◆ Extracted entries
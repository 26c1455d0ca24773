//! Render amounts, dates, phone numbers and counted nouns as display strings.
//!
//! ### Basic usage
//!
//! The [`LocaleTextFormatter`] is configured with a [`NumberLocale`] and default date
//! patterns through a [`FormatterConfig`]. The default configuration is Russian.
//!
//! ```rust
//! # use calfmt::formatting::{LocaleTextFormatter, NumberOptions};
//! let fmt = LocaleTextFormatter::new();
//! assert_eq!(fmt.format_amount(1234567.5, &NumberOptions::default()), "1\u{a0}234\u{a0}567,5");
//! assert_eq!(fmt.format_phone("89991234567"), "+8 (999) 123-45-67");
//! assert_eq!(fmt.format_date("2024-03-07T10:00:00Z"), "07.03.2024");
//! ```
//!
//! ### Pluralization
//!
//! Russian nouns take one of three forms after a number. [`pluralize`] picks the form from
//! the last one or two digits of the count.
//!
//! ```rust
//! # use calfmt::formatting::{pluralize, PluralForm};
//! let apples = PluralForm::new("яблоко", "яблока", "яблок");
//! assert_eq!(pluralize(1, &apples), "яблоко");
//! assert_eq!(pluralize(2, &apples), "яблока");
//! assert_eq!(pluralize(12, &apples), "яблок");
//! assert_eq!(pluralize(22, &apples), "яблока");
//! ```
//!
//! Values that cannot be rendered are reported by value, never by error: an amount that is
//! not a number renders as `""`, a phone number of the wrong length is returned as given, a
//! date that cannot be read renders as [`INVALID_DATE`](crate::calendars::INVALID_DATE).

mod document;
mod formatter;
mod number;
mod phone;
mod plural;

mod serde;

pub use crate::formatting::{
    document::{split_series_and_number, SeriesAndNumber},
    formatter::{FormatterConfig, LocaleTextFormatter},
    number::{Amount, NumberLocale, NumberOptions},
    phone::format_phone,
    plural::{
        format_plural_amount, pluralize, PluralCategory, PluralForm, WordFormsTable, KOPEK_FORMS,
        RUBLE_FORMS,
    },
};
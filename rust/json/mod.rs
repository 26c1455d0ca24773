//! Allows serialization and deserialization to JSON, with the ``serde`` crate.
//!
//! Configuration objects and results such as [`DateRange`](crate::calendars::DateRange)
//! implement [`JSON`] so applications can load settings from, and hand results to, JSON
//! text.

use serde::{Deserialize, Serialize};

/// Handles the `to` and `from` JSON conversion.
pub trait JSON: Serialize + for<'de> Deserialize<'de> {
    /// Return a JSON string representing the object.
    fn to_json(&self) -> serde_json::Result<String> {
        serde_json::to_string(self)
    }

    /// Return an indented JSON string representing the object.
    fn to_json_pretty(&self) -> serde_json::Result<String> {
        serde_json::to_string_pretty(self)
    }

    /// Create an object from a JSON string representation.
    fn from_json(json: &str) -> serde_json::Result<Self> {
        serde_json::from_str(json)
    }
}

◆ Your task
For each line above that includes "Deserialize", copy the line.

◆ Reply to the task
use serde::{Deserialize, Serialize};
pub trait JSON: Serialize + for<'de> Deserialize<'de> {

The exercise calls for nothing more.